Well, firstly, the name 'Pentium 5' has not been decided on yet. It will most likely still be marketed under the Pentium 4 name.
It is really just a core change. First we had Wilamette, then Northwood, and now Prescott. Presott still uses most of the Pentium 4's Netburst architecture, so it is still really a Pentium 4 chip.
And all of the information you just listed, emu_kidid, was revealed well over a year ago. Don't tell me you are just learning of Prescott? It is the first core to use a 90nm process (considered nanotechnology by Intel) and also the first chip to use strained silicon, which should prove quite useful to the scaling of the chip into the future.

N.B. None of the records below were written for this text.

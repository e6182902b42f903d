//! SQL script execution for snapshot testing.
//!
//! Provides utilities to execute multi-statement SQL scripts and capture
//! pretty-printed output suitable for use with the `insta` snapshot testing
//! framework.

use crate::context::TestContext;
use catalog::{Column, IndexKind};
use common::{
    pretty::{self, TableStyleKind},
    DbResult, RecordBatch,
};
use executor::{build_executor, execute_dml, execute_query};
use parser::{parse_sql, Statement};
use planner::{PhysicalPlan, Planner, PlanningContext};
use types::SqlType;
use wal::WalRecord;

/// Execute a SQL script and return pretty-printed output.
///
/// This function:
/// 1. Creates a fresh isolated test environment
/// 2. Parses and executes each statement in the script
/// 3. Captures all output (query results, affected row counts, error messages)
/// 4. Returns formatted output suitable for snapshot testing
///
/// # Example
///
/// ```no_run
/// use testsupport::prelude::*;
///
/// let output = run_sql_script(r#"
///     CREATE TABLE users (id INT, name TEXT, age INT);
///     INSERT INTO users VALUES (1, 'Alice', 30);
///     INSERT INTO users VALUES (2, 'Bob', 25);
///     SELECT * FROM users WHERE age > 25;
/// "#).unwrap();
///
/// insta::assert_snapshot!(output);
/// ```
pub fn run_sql_script(sql: &str) -> DbResult<String> {
    let mut ctx = TestContext::new()?;
    run_sql_script_with_context(sql, &mut ctx)
}

/// Execute a SQL script using a specific test context.
///
/// This is useful when you need a pre-configured catalog or want to
/// run multiple scripts against the same database state.
///
/// # Example
///
/// ```no_run
/// use testsupport::prelude::*;
///
/// let mut ctx = TestContext::new().unwrap();
///
/// // First script creates tables
/// let output1 = run_sql_script_with_context(r#"
///     CREATE TABLE users (id INT, name TEXT);
/// "#, &mut ctx).unwrap();
///
/// // Second script uses the existing table
/// let output2 = run_sql_script_with_context(r#"
///     INSERT INTO users VALUES (1, 'Alice');
///     SELECT * FROM users;
/// "#, &mut ctx).unwrap();
/// ```
pub fn run_sql_script_with_context(sql: &str, ctx: &mut TestContext) -> DbResult<String> {
    let mut output = String::new();

    let statements = parse_sql(sql)?;

    for stmt in statements {
        let result = execute_statement(stmt, ctx);
        match result {
            Ok(stmt_output) => {
                if !stmt_output.is_empty() {
                    if !output.is_empty() {
                        output.push('\n');
                    }
                    output.push_str(&stmt_output);
                }
            }
            Err(e) => {
                if !output.is_empty() {
                    output.push('\n');
                }
                output.push_str(&format!("Error: {}", e));
            }
        }
    }

    Ok(output)
}

fn execute_statement(stmt: Statement, ctx: &mut TestContext) -> DbResult<String> {
    match stmt {
        Statement::CreateTable {
            name,
            columns,
            primary_key,
        } => {
            let catalog_columns: Vec<Column> = columns
                .iter()
                .map(|col| {
                    let ty = map_sql_type(&col.ty)?;
                    Ok(Column::new(col.name.clone(), ty))
                })
                .collect::<DbResult<Vec<_>>>()?;

            let primary_key_ordinals = if let Some(pk_names) = primary_key {
                let mut ordinals = Vec::new();
                for pk_name in &pk_names {
                    let ordinal = columns
                        .iter()
                        .position(|col| col.name.eq_ignore_ascii_case(pk_name))
                        .ok_or_else(|| {
                            common::DbError::Parser(format!(
                                "PRIMARY KEY column '{}' not found in table columns",
                                pk_name
                            ))
                        })? as u16;
                    ordinals.push(ordinal);
                }
                Some(ordinals)
            } else {
                None
            };

            let table_id = ctx
                .catalog_mut()
                .create_table(&name, catalog_columns, primary_key_ordinals)?;

            // Log to WAL
            let mut exec_ctx = ctx.execution_context();
            exec_ctx.log_dml(WalRecord::CreateTable {
                name: name.clone(),
                table: table_id,
            })?;

            Ok(format!("Created table '{}' (id = {}).", name, table_id.0))
        }
        Statement::DropTable { name } => {
            let table_id = ctx.catalog().table(&name)?.id;
            ctx.catalog_mut().drop_table(&name)?;

            // Log to WAL
            let mut exec_ctx = ctx.execution_context();
            exec_ctx.log_dml(WalRecord::DropTable { table: table_id })?;

            Ok(format!("Dropped table '{}'.", name))
        }
        Statement::CreateIndex {
            name,
            table,
            columns,
            unique,
        } => {
            let column_refs: Vec<&str> = columns.iter().map(String::as_str).collect();
            ctx.catalog_mut()
                .create_index()
                .table_name(&table)
                .index_name(&name)
                .columns(&column_refs)
                .kind(IndexKind::BTree)
                .unique(unique)
                .call()?;

            Ok(format!("Created index '{}' on '{}'.", name, table))
        }
        Statement::DropIndex { name } => {
            let table_name = ctx
                .catalog()
                .tables()
                .find(|table| table.index(&name).is_ok())
                .map(|table| table.name.clone())
                .ok_or_else(|| {
                    common::DbError::Catalog(format!("index '{}' not found", name))
                })?;

            ctx.catalog_mut().drop_index(&table_name, &name)?;

            Ok(format!("Dropped index '{}' on '{}'.", name, table_name))
        }
        Statement::Explain { query, analyze } => {
            let mut planning_ctx = PlanningContext::new(ctx.catalog());
            let plan = Planner::plan(*query, &mut planning_ctx)?;

            let mut output = String::new();

            if analyze {
                // EXPLAIN ANALYZE: Execute the query and show statistics
                output.push_str("EXPLAIN ANALYZE:\n");
                output.push_str(&planner::explain_physical(&plan));
                output.push('\n');

                let mut exec_ctx = ctx.execution_context();
                let mut executor = build_executor(plan, exec_ctx.catalog)?;
                executor.open(&mut exec_ctx)?;

                // Consume all rows to collect statistics
                let mut row_count = 0;
                while executor.next(&mut exec_ctx)?.is_some() {
                    row_count += 1;
                }
                executor.close(&mut exec_ctx)?;

                // Display statistics
                output.push_str("\nExecution Statistics:\n");
                output.push_str(&executor::format_explain_analyze(executor.as_ref(), "Query"));
                output.push_str(&format!("\nTotal rows: {}", row_count));
            } else {
                // EXPLAIN: Just show the plan without executing
                output.push_str("EXPLAIN:\n");
                output.push_str(&planner::explain_physical(&plan));
            }

            Ok(output)
        }
        other => {
            let mut planning_ctx = PlanningContext::new(ctx.catalog());
            let plan = Planner::plan(other, &mut planning_ctx)?;

            match plan {
                PhysicalPlan::Insert { .. }
                | PhysicalPlan::Update { .. }
                | PhysicalPlan::Delete { .. } => {
                    let mut exec_ctx = ctx.execution_context();
                    let count = execute_dml(plan, &mut exec_ctx)?;
                    Ok(format!("{} row(s) affected.", count))
                }
                ref query_plan => {
                    let schema = infer_schema(query_plan);
                    let mut exec_ctx = ctx.execution_context();
                    let rows = execute_query(plan, &mut exec_ctx)?;
                    let batch = RecordBatch { columns: schema, rows };
                    let rendered = pretty::render_record_batch(&batch, TableStyleKind::Modern);
                    Ok(rendered)
                }
            }
        }
    }
}

fn map_sql_type(raw: &str) -> DbResult<SqlType> {
    match raw.trim().to_uppercase().as_str() {
        "INT" | "INTEGER" => Ok(SqlType::Int64),
        "TEXT" | "STRING" | "VARCHAR" => Ok(SqlType::Text),
        "BOOL" | "BOOLEAN" => Ok(SqlType::Bool),
        other => Err(common::DbError::Parser(format!(
            "unsupported SQL type '{}'",
            other
        ))),
    }
}

fn infer_schema(plan: &PhysicalPlan) -> Vec<String> {
    match plan {
        PhysicalPlan::SeqScan { schema, .. } => schema.clone(),
        PhysicalPlan::IndexScan { schema, .. } => schema.clone(),
        PhysicalPlan::Filter { input, .. } => infer_schema(input),
        PhysicalPlan::Project { columns, .. } => {
            columns.iter().map(|(name, _)| name.clone()).collect()
        }
        PhysicalPlan::Sort { input, .. } => infer_schema(input),
        PhysicalPlan::Limit { input, .. } => infer_schema(input),
        PhysicalPlan::NestedLoopJoin { schema, .. } => schema.clone(),
        PhysicalPlan::Insert { .. } | PhysicalPlan::Update { .. } | PhysicalPlan::Delete { .. } => {
            vec![]
        }
    }
}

Also, your information is not entirely correct, Ace. Prescott is capable of 64-bit instruction sets but I believe only at a 8-bit level of floating-point precision, which pales in comparison to AMD's Hammer. And LaGrande is just rumored to be coded into the core... it might be left out in the end if not completed. And, finally, the FSB clock will likely be 200mHz and not 166mHz, but that isn't final. Intel could change many things before it's launch.
By the way, this core is likely to scale up to at least 4.7gHz before Intel unveils its entirely new microprocessor in 2005. So Prescott is really paving the way for technologies Intel plans to implement in the future. This core will likely be the Pentium 4's last and it's lifespan looks to be no more than 16 months.